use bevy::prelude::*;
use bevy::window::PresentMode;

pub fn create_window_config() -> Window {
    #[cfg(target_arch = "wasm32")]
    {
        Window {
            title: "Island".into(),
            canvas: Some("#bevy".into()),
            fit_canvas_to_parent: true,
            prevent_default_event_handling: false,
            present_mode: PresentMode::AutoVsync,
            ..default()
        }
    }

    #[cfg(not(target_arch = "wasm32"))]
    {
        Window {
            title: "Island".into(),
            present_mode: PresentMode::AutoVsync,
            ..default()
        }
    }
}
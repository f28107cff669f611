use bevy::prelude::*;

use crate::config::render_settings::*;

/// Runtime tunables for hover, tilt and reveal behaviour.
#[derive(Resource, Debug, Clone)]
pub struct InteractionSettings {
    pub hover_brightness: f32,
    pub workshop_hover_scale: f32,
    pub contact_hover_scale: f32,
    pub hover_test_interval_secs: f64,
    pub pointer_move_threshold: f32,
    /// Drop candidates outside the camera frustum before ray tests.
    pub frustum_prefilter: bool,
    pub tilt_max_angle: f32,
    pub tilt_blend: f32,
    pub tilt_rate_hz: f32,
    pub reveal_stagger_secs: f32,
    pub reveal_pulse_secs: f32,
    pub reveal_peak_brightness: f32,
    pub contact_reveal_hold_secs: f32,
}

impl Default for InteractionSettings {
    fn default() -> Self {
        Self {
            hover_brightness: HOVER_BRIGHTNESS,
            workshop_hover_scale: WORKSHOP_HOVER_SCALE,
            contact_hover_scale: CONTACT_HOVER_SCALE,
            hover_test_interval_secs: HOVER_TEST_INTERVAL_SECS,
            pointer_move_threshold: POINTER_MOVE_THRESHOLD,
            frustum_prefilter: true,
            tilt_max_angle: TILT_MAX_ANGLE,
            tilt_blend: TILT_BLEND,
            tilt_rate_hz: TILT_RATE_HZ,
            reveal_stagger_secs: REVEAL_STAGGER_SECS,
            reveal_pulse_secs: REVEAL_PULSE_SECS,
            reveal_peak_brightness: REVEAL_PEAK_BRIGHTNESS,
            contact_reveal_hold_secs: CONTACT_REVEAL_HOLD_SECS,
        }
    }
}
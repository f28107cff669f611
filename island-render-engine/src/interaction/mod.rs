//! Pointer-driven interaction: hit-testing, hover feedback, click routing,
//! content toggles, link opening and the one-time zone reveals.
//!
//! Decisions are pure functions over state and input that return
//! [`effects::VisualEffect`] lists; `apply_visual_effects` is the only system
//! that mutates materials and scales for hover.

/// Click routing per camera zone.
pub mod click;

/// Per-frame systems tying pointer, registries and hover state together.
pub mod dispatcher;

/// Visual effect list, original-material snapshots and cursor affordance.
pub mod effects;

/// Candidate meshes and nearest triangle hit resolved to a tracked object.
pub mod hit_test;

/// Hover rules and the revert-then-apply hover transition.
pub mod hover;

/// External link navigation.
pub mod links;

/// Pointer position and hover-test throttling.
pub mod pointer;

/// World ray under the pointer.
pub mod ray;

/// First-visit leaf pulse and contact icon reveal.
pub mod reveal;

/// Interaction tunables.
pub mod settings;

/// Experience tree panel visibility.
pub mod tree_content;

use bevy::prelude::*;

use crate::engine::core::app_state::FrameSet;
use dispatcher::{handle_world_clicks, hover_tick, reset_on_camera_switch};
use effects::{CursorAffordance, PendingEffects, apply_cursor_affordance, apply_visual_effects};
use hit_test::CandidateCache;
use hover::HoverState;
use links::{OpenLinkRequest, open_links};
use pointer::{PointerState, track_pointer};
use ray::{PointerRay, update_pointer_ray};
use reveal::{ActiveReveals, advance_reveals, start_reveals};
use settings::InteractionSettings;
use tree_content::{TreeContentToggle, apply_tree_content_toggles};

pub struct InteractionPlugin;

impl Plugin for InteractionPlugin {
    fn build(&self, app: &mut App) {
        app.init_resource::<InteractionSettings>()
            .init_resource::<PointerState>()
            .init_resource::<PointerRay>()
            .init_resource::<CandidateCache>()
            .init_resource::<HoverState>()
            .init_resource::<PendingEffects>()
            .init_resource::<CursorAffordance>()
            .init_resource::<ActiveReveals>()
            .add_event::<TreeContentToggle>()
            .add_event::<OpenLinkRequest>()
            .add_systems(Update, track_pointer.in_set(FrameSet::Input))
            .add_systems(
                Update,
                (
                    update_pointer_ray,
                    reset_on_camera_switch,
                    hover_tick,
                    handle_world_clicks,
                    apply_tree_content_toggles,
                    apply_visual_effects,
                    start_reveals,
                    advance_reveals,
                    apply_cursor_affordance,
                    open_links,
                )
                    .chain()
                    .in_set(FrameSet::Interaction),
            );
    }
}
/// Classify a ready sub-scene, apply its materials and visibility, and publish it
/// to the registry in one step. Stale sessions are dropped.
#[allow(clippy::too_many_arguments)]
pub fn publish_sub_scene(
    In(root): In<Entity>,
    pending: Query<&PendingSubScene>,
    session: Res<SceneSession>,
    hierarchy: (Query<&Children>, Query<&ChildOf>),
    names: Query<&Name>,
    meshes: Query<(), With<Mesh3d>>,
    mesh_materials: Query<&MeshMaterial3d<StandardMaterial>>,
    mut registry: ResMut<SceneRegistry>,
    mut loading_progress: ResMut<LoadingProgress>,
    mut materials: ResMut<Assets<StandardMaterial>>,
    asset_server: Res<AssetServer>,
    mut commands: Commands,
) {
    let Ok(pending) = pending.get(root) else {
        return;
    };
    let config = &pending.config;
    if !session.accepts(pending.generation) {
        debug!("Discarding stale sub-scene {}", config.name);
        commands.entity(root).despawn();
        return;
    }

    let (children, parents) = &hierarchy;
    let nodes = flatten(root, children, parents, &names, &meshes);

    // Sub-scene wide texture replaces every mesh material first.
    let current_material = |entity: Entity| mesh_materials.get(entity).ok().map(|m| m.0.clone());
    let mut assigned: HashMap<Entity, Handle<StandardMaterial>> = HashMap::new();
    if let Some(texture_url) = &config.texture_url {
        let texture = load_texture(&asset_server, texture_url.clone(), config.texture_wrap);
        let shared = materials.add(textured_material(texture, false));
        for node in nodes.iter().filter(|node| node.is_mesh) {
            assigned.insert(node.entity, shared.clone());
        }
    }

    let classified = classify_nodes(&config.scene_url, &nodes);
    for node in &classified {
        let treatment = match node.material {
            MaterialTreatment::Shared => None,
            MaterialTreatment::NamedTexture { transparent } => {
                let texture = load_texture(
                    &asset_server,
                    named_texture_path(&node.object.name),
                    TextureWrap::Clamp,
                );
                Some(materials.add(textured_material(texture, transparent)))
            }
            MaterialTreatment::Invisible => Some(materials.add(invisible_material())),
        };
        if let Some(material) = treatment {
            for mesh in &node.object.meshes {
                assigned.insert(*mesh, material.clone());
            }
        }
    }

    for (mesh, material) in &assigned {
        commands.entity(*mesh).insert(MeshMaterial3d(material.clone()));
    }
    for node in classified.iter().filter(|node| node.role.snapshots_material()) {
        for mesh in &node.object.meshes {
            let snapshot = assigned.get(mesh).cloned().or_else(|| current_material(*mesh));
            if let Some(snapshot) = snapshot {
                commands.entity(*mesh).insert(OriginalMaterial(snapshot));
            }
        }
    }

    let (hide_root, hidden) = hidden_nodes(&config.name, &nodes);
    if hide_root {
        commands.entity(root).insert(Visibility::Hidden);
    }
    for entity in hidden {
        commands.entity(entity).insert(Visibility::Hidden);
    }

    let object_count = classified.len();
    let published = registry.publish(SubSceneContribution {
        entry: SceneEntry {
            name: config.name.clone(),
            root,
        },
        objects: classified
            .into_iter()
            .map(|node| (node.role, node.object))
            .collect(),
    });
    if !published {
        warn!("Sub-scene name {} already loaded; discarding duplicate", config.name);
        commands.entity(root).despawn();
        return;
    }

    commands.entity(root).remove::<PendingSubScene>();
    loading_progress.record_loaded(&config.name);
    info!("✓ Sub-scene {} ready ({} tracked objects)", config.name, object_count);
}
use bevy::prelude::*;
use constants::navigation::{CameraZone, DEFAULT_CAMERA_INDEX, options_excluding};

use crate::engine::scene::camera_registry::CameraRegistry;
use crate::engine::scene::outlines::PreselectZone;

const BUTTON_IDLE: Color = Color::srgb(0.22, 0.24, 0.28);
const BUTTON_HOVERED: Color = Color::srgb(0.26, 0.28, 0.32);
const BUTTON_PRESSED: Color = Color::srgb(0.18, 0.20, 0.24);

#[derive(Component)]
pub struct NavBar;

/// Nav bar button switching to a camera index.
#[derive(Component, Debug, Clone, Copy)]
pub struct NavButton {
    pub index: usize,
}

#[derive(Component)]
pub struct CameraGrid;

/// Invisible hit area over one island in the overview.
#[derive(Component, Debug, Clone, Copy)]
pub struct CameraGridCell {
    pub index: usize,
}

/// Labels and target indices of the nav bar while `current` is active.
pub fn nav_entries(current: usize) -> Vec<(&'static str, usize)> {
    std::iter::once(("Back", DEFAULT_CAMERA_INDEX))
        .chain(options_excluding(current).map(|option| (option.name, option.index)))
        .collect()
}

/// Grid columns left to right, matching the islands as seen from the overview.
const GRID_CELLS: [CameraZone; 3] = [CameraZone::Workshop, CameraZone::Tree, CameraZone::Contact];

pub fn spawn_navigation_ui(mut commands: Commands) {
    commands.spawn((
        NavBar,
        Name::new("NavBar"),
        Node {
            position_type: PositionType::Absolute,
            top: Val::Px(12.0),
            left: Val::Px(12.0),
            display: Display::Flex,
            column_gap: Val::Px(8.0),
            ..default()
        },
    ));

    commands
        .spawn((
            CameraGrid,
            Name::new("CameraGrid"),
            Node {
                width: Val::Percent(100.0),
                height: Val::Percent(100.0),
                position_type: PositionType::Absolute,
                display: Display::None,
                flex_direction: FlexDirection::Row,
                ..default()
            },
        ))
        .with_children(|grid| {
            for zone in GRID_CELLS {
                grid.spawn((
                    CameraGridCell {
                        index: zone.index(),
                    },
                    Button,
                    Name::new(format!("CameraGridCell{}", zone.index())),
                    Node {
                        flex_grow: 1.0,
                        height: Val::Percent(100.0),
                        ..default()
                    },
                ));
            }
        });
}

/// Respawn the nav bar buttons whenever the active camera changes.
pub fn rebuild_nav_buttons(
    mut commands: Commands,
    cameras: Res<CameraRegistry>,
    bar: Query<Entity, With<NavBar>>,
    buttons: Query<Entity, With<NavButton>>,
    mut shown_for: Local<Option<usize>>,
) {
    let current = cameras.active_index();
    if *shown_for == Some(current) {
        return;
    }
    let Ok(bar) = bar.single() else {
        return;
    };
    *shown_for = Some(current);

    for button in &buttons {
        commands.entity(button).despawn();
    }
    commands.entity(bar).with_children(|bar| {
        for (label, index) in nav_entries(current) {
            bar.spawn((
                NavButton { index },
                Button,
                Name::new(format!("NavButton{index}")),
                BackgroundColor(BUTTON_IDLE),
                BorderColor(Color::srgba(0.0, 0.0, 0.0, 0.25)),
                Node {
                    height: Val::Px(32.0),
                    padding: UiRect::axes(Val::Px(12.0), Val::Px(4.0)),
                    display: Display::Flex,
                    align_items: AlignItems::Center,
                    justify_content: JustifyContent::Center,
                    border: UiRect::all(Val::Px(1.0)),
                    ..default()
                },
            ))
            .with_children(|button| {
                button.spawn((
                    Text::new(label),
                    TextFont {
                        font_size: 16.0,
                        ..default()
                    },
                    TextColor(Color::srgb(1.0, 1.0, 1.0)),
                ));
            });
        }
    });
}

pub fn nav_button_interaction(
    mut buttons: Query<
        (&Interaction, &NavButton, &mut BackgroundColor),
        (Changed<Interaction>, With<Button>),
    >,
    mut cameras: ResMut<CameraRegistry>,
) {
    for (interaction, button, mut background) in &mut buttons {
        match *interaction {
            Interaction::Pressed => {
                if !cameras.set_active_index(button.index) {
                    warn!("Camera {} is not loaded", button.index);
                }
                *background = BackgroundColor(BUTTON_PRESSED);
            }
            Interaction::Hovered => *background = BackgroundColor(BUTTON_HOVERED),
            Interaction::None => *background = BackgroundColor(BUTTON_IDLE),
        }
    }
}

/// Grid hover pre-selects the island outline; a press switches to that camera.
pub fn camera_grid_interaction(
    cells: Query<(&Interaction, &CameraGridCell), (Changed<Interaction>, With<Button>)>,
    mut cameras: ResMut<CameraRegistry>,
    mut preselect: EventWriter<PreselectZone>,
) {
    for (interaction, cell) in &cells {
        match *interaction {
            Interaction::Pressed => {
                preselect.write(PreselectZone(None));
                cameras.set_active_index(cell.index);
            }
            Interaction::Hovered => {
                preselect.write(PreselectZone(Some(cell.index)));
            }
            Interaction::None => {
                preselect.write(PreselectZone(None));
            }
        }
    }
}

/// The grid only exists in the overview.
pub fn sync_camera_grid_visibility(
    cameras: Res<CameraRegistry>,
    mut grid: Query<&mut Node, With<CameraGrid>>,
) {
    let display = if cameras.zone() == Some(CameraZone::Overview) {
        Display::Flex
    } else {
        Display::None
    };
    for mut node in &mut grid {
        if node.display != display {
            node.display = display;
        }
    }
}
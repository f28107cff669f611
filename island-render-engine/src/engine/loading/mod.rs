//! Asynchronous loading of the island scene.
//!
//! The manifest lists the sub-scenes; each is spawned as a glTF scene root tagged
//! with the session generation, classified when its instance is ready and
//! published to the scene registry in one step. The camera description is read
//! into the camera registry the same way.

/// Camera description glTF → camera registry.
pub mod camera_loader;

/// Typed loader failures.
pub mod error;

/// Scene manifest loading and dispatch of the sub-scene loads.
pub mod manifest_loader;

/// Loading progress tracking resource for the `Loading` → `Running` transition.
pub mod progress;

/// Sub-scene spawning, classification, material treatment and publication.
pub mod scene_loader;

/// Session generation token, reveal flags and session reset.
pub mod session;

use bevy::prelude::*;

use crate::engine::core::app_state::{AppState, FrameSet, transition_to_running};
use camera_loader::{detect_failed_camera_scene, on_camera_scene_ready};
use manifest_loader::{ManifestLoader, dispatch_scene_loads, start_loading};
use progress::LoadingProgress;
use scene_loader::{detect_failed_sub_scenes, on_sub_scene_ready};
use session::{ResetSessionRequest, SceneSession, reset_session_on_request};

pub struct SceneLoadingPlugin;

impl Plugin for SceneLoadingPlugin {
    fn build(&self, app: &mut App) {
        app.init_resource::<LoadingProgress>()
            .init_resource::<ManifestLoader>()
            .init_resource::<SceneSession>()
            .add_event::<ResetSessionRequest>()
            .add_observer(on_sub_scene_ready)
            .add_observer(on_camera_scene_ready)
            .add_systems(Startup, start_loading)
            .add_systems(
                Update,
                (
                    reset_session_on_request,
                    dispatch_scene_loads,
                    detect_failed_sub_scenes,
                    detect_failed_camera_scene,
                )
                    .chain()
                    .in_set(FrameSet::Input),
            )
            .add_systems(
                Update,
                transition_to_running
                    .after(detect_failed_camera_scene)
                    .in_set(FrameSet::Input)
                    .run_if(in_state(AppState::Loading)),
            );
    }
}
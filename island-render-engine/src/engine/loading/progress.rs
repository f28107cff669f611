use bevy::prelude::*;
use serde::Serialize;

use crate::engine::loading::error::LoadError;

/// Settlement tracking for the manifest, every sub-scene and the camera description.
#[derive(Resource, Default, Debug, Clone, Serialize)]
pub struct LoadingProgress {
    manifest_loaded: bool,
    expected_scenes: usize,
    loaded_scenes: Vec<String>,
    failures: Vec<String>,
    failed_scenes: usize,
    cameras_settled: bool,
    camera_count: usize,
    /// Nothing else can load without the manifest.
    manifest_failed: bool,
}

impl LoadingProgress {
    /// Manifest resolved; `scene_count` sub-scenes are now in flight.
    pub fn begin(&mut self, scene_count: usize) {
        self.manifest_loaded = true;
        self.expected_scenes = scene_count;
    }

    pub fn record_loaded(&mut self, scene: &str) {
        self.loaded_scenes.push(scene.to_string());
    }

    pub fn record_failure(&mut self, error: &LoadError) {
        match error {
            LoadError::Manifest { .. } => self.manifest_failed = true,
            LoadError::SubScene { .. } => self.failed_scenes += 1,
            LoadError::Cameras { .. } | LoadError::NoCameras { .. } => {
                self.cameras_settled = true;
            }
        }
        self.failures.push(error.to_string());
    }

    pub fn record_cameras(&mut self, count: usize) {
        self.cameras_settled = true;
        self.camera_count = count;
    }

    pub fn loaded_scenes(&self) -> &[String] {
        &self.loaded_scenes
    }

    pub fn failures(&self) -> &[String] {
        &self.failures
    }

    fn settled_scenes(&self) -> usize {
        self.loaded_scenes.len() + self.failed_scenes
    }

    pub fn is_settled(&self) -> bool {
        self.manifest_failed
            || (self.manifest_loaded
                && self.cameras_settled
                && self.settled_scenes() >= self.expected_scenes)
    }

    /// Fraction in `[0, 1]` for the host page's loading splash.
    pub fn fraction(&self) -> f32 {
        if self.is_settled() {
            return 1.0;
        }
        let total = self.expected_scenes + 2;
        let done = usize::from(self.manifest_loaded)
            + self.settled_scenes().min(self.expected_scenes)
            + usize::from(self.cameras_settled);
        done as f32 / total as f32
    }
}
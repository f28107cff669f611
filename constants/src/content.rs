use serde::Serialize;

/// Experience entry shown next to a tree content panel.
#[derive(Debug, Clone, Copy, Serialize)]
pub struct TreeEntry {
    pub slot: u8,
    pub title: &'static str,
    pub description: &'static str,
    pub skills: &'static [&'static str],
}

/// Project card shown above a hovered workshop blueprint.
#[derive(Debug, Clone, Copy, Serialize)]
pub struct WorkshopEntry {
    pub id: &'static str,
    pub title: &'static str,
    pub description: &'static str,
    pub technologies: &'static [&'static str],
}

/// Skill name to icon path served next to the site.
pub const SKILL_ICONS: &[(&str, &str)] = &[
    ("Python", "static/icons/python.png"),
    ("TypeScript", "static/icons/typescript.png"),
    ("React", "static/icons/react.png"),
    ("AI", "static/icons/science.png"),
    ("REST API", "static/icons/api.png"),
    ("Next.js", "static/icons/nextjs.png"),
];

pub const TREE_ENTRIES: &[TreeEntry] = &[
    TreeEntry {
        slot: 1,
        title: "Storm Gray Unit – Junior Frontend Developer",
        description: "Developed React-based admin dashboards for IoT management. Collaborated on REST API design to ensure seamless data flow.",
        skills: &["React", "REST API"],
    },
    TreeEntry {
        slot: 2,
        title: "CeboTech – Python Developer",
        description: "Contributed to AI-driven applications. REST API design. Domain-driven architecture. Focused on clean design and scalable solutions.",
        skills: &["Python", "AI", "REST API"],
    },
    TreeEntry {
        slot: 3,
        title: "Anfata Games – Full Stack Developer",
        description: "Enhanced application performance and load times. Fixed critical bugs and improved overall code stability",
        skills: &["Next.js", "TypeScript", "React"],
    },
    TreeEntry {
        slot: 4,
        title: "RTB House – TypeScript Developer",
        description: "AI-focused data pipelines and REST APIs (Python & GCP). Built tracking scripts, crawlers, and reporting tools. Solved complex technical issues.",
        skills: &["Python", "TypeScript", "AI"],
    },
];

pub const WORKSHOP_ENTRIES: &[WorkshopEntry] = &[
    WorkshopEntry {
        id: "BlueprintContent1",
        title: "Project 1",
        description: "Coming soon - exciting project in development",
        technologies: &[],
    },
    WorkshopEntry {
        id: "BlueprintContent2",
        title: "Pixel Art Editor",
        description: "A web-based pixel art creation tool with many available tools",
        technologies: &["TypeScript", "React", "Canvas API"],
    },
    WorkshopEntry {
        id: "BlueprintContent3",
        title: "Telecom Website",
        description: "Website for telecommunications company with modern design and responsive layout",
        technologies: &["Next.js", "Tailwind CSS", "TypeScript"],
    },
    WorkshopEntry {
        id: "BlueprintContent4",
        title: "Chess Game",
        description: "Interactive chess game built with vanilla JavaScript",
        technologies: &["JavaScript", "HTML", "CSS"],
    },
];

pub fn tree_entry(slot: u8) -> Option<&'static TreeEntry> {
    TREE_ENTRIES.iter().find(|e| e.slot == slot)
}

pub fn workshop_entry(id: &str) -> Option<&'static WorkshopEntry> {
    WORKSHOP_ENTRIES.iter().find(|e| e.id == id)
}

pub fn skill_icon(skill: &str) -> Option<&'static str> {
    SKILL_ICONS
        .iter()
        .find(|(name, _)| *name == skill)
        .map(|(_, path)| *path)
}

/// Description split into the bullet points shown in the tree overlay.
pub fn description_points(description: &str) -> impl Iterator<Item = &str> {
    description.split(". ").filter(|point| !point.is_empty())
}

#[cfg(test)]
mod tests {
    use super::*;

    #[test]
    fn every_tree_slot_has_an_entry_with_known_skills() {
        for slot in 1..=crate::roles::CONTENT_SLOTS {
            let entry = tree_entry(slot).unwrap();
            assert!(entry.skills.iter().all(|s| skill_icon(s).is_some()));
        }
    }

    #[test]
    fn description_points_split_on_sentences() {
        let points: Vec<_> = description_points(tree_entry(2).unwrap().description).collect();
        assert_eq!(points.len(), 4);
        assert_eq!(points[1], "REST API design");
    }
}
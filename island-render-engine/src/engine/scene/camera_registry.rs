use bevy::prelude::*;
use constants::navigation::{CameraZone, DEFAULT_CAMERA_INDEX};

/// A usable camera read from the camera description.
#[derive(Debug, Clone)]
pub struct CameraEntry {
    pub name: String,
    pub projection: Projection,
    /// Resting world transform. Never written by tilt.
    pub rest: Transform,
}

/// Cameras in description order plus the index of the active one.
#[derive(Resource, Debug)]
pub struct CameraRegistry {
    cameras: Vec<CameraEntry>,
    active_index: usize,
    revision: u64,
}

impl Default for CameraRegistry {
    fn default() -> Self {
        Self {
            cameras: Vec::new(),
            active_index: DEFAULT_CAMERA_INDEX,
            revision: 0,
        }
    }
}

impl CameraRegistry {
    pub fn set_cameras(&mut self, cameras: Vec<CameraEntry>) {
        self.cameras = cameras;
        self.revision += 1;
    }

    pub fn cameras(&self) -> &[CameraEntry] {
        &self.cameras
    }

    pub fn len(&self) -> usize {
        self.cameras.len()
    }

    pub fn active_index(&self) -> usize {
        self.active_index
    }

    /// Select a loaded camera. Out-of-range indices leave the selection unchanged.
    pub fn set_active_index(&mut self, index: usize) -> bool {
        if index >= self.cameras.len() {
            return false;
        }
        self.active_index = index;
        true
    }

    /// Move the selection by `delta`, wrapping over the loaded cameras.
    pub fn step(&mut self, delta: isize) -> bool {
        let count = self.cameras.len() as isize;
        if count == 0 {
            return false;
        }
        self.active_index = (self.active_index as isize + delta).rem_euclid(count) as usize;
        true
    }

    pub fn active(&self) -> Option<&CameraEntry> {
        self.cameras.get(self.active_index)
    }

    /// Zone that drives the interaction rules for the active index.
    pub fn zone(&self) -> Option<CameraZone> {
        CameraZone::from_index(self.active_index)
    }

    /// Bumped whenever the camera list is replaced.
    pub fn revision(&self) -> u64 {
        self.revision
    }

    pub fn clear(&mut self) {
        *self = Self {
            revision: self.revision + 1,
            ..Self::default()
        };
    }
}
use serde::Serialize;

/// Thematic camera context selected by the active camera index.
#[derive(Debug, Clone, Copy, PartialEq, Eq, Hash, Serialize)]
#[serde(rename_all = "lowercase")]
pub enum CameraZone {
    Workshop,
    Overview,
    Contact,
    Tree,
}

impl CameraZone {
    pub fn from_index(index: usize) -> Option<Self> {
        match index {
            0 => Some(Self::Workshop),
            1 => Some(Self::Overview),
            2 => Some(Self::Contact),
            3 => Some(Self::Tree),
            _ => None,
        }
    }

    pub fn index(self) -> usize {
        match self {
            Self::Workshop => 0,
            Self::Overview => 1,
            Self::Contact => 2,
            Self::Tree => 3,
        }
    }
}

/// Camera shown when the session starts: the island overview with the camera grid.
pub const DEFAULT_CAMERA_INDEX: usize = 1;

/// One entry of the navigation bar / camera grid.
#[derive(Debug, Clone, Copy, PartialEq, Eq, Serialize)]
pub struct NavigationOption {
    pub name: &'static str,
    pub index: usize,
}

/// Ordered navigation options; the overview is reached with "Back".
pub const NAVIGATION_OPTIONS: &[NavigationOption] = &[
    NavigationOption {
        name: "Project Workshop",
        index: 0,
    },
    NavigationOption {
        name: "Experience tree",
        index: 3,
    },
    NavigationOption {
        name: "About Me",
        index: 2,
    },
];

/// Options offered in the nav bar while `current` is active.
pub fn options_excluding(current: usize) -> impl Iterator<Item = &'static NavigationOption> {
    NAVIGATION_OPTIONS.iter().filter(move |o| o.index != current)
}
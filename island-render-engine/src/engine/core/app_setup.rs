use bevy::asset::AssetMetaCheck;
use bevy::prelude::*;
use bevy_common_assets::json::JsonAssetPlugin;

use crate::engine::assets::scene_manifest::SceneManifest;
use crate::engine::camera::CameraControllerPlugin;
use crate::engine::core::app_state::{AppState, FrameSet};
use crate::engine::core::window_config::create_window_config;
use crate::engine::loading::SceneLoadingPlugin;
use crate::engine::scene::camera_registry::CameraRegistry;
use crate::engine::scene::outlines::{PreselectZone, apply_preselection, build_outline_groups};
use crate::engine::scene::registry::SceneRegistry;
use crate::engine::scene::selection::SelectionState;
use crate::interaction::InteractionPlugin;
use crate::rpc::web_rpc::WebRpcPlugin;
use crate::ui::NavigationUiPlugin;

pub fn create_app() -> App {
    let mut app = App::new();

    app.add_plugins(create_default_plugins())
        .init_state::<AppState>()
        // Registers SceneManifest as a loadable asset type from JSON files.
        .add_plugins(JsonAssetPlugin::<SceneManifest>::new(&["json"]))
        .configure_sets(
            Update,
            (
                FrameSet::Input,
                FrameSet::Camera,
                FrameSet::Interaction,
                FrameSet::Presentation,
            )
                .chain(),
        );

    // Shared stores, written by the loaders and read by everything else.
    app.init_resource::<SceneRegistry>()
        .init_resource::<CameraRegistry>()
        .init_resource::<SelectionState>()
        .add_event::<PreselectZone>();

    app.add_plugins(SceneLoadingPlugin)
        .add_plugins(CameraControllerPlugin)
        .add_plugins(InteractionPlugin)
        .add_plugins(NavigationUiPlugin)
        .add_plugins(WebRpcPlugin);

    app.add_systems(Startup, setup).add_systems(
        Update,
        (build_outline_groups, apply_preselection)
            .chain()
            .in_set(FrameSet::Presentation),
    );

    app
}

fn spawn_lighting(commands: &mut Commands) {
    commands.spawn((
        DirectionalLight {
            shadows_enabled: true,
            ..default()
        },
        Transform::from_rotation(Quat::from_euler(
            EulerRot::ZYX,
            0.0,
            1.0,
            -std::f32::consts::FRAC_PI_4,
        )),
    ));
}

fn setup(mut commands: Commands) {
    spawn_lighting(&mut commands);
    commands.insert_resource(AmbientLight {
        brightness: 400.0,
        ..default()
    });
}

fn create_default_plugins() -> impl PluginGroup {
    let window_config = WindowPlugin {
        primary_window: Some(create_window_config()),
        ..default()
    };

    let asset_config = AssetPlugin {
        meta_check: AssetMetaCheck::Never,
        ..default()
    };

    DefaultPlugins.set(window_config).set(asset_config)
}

ACTIVITY —
Using the records above, copy all lines that include the word "LoadingProgress".

ANSWER SECTION —
    mut loading_progress: ResMut<LoadingProgress>,
use progress::LoadingProgress;
        app.init_resource::<LoadingProgress>()
pub struct LoadingProgress {
impl LoadingProgress {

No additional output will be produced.